Kudos to Pam for throwing a glass at that motherfucker's head.
Unfortunately, the glass just missed him and hit the door instead.
But the intruder didn't leave unscathed.
He cut his hand on the doorway as he was running out,
leaving his blood at the scene of the crime.
Pam didn't follow him outside.
Instead, she ran to the bay window in her house and peered out to see what kind of car he was in.
It was one that she'd never seen before.
I could tell it was a truck with a camper on the back because the sun was starting to come up a little bit by then.
And I thought, well, that must have been who it was,
because there's nobody else that has gone by.
You know, no other cars were around.
Pam immediately called police after that.

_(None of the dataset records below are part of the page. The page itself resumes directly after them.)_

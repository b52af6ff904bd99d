//! 生命周期钩子

use std::str::FromStr;

use runtime_spec::{Hook, Hooks};

use super::Generator;
use crate::error::{Error, ParseError, Result};

/// 钩子执行阶段
#[derive(Debug, Clone, Copy, PartialEq, Eq)]
pub enum HookStage {
    Prestart,
    Poststart,
    Poststop,
}

impl FromStr for HookStage {
    type Err = ParseError;

    fn from_str(s: &str) -> std::result::Result<Self, Self::Err> {
        match s {
            "prestart" => Ok(HookStage::Prestart),
            "poststart" => Ok(HookStage::Poststart),
            "poststop" => Ok(HookStage::Poststop),
            _ => Err(ParseError::unrecognized("hook stage", s)),
        }
    }
}

fn stage_list(hooks: &mut Hooks, stage: HookStage) -> &mut Vec<Hook> {
    match stage {
        HookStage::Prestart => &mut hooks.prestart,
        HookStage::Poststart => &mut hooks.poststart,
        HookStage::Poststop => &mut hooks.poststop,
    }
}

/// 解析 `PATH[:ARG1:ARG2...]`
pub fn parse_hook(input: &str) -> std::result::Result<Hook, ParseError> {
    let mut parts = input.split(':');
    let path = parts.next().unwrap_or_default();
    if path.is_empty() {
        return Err(ParseError::malformed("hook", input, "empty path"));
    }

    Ok(Hook {
        path: path.to_string(),
        args: parts.map(|a| a.to_string()).collect(),
        ..Default::default()
    })
}

impl Generator {
    pub fn add_hook(&mut self, stage: HookStage, hook: Hook) -> Result<()> {
        self.check_absolute("hook path", &hook.path)?;
        stage_list(self.hooks_mut(), stage).push(hook);
        Ok(())
    }

    /// 解析 `PATH[:ARGS...]` 并追加钩子
    pub fn add_hook_from_str(&mut self, stage: HookStage, input: &str) -> Result<()> {
        let hook = parse_hook(input).map_err(|e| self.reject(e))?;
        self.add_hook(stage, hook)
    }

    /// 为路径匹配的钩子添加环境变量，没有匹配时新建钩子
    pub fn add_hook_env(&mut self, stage: HookStage, path: &str, env: &str) -> Result<()> {
        self.check_absolute("hook path", path)?;
        let key = match env.split_once('=') {
            Some((key, _)) if !key.is_empty() => key,
            _ => {
                return Err(self.reject(ParseError::malformed(
                    "hook env",
                    env,
                    "expected KEY=VALUE",
                )));
            }
        };
        let prefix = format!("{}=", key);

        let list = stage_list(self.hooks_mut(), stage);
        match list.iter_mut().find(|h| h.path == path) {
            Some(hook) => match hook.env.iter_mut().find(|e| e.starts_with(&prefix)) {
                Some(existing) => *existing = env.to_string(),
                None => hook.env.push(env.to_string()),
            },
            None => list.push(Hook {
                path: path.to_string(),
                env: vec![env.to_string()],
                ..Default::default()
            }),
        }
        Ok(())
    }

    /// 为路径匹配的钩子设置超时，没有匹配时新建钩子
    pub fn add_hook_timeout(&mut self, stage: HookStage, path: &str, timeout: i32) -> Result<()> {
        self.check_absolute("hook path", path)?;
        if timeout <= 0 {
            return Err(self.reject(Error::invalid_state(format!(
                "hook timeout must be positive, got {}",
                timeout
            ))));
        }

        let list = stage_list(self.hooks_mut(), stage);
        match list.iter_mut().find(|h| h.path == path) {
            Some(hook) => hook.timeout = Some(timeout),
            None => list.push(Hook {
                path: path.to_string(),
                timeout: Some(timeout),
                ..Default::default()
            }),
        }
        Ok(())
    }

    pub fn clear_hooks(&mut self, stage: HookStage) {
        if let Some(hooks) = self.spec.hooks.as_mut() {
            stage_list(hooks, stage).clear();
        }
    }
}

#[cfg(test)]
mod tests {
    use super::*;

    #[test]
    fn test_parse_hook() {
        let hook = parse_hook("/usr/bin/setup:--net:eth0").unwrap();
        assert_eq!(hook.path, "/usr/bin/setup");
        assert_eq!(hook.args, vec!["--net", "eth0"]);

        assert!(parse_hook("").is_err());
        assert!(parse_hook(":x").is_err());
        assert_eq!("poststop".parse::<HookStage>().unwrap(), HookStage::Poststop);
        assert!("prestop".parse::<HookStage>().is_err());
    }

    #[test]
    fn test_hooks() {
        let mut g = Generator::empty();
        g.add_hook_from_str(HookStage::Prestart, "/bin/a:x").unwrap();
        g.add_hook_from_str(HookStage::Prestart, "/bin/b").unwrap();
        assert!(g.add_hook_from_str(HookStage::Prestart, "bin/c").is_err());

        g.add_hook_env(HookStage::Prestart, "/bin/a", "K=1").unwrap();
        g.add_hook_env(HookStage::Prestart, "/bin/a", "K=2").unwrap();
        g.add_hook_env(HookStage::Poststart, "/bin/z", "K=1").unwrap();
        assert!(g.add_hook_env(HookStage::Prestart, "/bin/a", "=1").is_err());

        g.add_hook_timeout(HookStage::Prestart, "/bin/b", 5).unwrap();
        g.add_hook_timeout(HookStage::Poststop, "/bin/y", 3).unwrap();
        assert!(g
            .add_hook_timeout(HookStage::Prestart, "/bin/b", 0)
            .unwrap_err()
            .is_invalid_state());

        let hooks = g.spec().hooks.as_ref().unwrap();
        assert_eq!(hooks.prestart.len(), 2);
        assert_eq!(hooks.prestart[0].env, vec!["K=2"]);
        assert_eq!(hooks.prestart[1].timeout, Some(5));
        assert_eq!(hooks.poststart[0].path, "/bin/z");
        assert_eq!(hooks.poststop[0].timeout, Some(3));

        g.clear_hooks(HookStage::Prestart);
        let hooks = g.spec().hooks.as_ref().unwrap();
        assert!(hooks.prestart.is_empty());
        assert_eq!(hooks.poststart.len(), 1);
    }
}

They responded to her house, and once she told them what had happened,
officers decided that Pam was likely being stalked by this man,
not just because of the phone call right before he broke in,
but because of the other phone calls that she had gotten as well.
The summer prior, I had received obscene phone calls,
and I had gone to the sheriff's department and filed a complaint
and put what they could as far as a tracer on the phone.
But then, of course, there weren't any more calls until that morning.
So the police immediately, pretty immediately,
said that he was there to hurt me
because I just couldn't imagine.
I thought, well, maybe it was just a break-in.
And, of course, they're like, okay, with the phone call and all of that,
it was more premeditated, and he was here to do something to you.
In the first two calls Pam had gotten, the man called her by her longtime nickname, which
made her wonder if the guy knew her. But Pam didn't recognize his voice. All of the calls
were sexual. He would tell her what he wanted to do to her. Pam never responded and would just hang
up. She said based on his voice alone, she couldn't
tell if the man who attacked her was the same man who'd been calling, but police thought it was very
likely. Just 20 months later, when Darlene's body was found so close to Pam's house, she wondered if
the same man was back. That's not my job to prove or disprove, but there's a lot of links and similarities.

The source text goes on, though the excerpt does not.